Quando clicchiamo “accetta”, stiamo davvero scegliendo? O stiamo solo dicendo sì a occhi chiusi?
Ogni giorno ci connettiamo. Postiamo. Scrolliamo. Inviamo cuoricini.
Facciamo tutto con leggerezza, come se fosse ovvio. Eppure, sotto la superficie scintillante dei social, c’è una realtà meno trasparente: i nostri dati personali diventano carburante per un sistema che ci osserva, ci studia e ci indirizza.
Meta – la galassia che controlla Facebook, Instagram, WhatsApp e altri servizi – ha aggiornato la sua Informativa sulla privacy. Dice di voler essere chiara. Dice di volere che noi “controlliamo la nostra esperienza”. Ma la vera domanda è un’altra: lo stiamo davvero facendo? O siamo spettatori inconsapevoli di una grande operazione di raccolta dati?
L’illusione del controllo
La nuova informativa – aggiornata il 27 maggio e in vigore dal 16 giugno – parla di “interesse legittimo”, “anonimizzazione”, “aggregazione di dati”. Termini tecnici, corretti. Ma leggibili? Comprensibili?
Chi sa davvero che cosa succede ai propri dati quando apre un’app Meta?
Un click distratto e hai ceduto la tua geolocalizzazione.
Una storia pubblicata e hai insegnato all’intelligenza artificiale come ragiona un essere umano.
Un selfie e hai contribuito all’addestramento di modelli predittivi.
Sì, tutto è scritto nelle condizioni. Ma è come un contratto firmato in un’altra lingua. La firma c’è. La consapevolezza molto meno.

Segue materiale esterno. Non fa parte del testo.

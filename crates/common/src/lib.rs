//! Shared records, configuration, and error handling for Atrium
//!
//! This crate provides common functionality used across the Atrium workspace:
//! - Configuration management following 12-factor principles
//! - Error types and handling
//! - The row/field abstraction listed by collection views
//! - Tracing setup

pub mod config;
pub mod error;
pub mod record;
pub mod repository;
pub mod state;
pub mod telemetry;

pub use config::Config;
pub use error::{Error, Result};
pub use record::{FieldValue, Row};
pub use repository::RepositoryError;
pub use state::StateError;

Un sistema costruito per conoscerci meglio di noi stessi
Ogni azione – anche se innocua – diventa informazione.
Ogni contenuto – anche se privato – può alimentare algoritmi pubblicitari, suggerimenti, classificazioni.
E ora Meta ci dice chiaramente che userà l’interesse legittimo come base legale principale. Tradotto: non ci chiederà più sempre il permesso esplicito.
Tu non hai detto “sì”, ma se non dici “no” in tempo, è come se lo avessi fatto.
Siamo ancora utenti o siamo diventati “materia prima”?
La verità è che non si tratta solo di privacy, ma di libertà, autonomia, scelta.
Un sistema che sa cosa ci piace, quando ci connettiamo, con chi parliamo e quanto tempo guardiamo un video… può anche condizionarci, con notifiche, suggerimenti, offerte “personalizzate”.
Non si tratta solo di inserzioni: si tratta di modelli di vita suggeriti, pensieri indirizzati, emozioni intercettate.
La scelta (vera) è ancora possibile?
Sì. Ma richiede consapevolezza. Non basta usare i social: bisogna capire come funzionano.
- Rivedere le impostazioni.
- Ridurre i consensi automatici.
- Uscire dalla passività digitale.
- E, ogni tanto, spegnere lo schermo e scegliere con la propria testa.
Conclusione?
Quando scorriamo una bacheca o carichiamo una foto, crediamo di essere noi a scegliere.
In realtà, troppo spesso è la piattaforma a scegliere per noi.
E allora la domanda torna, più urgente che mai:
Sappiamo davvero quello che facciamo? O ci stanno solo insegnando a non farci domande?